> INSTRUCTIONS TO FOLLOW: Copy, from the entries below, each line in which the string "fisheye" appears.

== RECORDS FOR THIS TASK ==

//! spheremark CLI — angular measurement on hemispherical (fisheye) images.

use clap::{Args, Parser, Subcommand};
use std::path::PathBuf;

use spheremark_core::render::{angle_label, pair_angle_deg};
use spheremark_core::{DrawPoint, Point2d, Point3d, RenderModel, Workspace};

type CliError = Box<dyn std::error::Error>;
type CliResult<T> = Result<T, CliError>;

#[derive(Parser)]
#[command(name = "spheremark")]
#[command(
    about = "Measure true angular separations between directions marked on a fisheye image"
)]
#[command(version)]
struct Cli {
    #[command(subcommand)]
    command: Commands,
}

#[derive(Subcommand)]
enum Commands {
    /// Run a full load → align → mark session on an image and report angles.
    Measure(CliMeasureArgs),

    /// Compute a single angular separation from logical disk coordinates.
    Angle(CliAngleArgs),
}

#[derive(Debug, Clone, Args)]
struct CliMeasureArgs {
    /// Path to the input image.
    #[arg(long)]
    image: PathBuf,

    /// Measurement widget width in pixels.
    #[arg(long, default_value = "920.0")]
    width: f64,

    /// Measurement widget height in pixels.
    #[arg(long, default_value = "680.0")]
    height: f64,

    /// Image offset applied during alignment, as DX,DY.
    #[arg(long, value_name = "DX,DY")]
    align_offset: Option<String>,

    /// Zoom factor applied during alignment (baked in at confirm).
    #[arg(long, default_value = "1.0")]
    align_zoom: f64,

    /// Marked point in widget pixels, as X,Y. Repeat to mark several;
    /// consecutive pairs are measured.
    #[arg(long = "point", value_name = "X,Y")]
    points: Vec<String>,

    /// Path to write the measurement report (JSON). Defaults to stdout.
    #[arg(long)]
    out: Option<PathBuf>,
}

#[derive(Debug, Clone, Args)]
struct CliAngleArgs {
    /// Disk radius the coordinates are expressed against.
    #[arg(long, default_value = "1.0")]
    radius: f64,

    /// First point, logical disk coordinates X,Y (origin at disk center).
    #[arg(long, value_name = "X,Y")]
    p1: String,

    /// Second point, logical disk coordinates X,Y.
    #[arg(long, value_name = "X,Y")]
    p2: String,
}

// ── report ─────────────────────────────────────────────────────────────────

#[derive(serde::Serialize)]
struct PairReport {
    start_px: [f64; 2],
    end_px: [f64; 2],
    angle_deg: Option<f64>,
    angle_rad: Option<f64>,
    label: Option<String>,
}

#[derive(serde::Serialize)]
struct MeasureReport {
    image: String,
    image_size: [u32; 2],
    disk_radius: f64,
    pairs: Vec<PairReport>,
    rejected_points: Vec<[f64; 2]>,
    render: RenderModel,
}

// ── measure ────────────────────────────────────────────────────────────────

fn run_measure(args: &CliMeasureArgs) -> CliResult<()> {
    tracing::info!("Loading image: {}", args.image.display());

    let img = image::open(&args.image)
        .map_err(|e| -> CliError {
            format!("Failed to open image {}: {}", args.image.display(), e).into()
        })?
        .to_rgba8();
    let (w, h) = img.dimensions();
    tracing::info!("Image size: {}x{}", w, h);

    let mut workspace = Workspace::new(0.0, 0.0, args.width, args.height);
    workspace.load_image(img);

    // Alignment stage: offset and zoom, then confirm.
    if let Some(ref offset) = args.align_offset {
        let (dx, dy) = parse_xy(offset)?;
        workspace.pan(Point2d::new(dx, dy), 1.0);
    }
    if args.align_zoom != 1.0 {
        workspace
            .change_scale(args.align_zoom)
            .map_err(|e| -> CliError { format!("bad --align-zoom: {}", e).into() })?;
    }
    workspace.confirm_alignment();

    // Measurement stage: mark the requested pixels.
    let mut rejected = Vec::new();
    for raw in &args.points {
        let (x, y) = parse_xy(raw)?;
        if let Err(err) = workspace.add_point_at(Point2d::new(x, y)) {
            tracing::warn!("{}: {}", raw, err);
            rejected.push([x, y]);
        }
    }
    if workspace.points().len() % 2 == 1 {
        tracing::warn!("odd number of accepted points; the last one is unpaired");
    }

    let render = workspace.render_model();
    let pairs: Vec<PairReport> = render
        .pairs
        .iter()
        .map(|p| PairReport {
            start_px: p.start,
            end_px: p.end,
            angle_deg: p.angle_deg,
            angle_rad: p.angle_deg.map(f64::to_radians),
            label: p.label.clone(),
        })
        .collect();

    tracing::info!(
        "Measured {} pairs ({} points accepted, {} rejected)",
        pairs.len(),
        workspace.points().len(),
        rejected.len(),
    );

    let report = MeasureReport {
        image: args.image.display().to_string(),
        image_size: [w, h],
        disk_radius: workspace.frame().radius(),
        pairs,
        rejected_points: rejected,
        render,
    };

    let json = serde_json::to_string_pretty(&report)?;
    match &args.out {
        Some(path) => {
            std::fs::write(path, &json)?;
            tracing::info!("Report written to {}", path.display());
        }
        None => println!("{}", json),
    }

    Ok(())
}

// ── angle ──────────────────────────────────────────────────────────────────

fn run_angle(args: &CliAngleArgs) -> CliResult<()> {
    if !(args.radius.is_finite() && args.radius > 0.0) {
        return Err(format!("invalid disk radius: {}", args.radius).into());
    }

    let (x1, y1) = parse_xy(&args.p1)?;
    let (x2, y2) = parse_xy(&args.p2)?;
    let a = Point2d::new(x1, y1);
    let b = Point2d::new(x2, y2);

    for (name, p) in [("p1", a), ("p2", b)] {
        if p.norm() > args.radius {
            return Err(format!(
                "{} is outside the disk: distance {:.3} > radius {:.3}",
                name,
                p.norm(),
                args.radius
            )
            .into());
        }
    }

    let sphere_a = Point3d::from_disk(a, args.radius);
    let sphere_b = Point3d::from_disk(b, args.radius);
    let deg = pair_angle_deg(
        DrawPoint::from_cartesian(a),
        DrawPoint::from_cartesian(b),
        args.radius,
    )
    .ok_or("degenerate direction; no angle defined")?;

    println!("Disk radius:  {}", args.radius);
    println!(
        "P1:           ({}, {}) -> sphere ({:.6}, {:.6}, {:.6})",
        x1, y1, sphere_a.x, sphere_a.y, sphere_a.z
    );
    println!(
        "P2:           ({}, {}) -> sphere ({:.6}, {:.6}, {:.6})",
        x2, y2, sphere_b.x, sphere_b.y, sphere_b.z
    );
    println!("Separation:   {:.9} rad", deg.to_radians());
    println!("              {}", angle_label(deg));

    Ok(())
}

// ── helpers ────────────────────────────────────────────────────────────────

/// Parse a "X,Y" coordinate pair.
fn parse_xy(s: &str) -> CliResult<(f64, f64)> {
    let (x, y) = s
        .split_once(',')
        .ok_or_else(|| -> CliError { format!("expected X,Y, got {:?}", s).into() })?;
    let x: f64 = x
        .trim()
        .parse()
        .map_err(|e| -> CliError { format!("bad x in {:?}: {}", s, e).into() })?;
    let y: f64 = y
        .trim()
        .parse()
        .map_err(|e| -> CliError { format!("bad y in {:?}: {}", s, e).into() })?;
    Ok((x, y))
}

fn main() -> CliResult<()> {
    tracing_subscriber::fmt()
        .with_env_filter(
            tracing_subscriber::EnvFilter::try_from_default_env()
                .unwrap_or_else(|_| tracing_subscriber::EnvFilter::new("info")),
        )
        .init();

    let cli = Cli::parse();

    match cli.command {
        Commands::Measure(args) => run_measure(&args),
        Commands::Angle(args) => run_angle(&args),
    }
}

===

> THE ANSWER:
//! spheremark CLI — angular measurement on hemispherical (fisheye) images.
    about = "Measure true angular separations between directions marked on a fisheye image"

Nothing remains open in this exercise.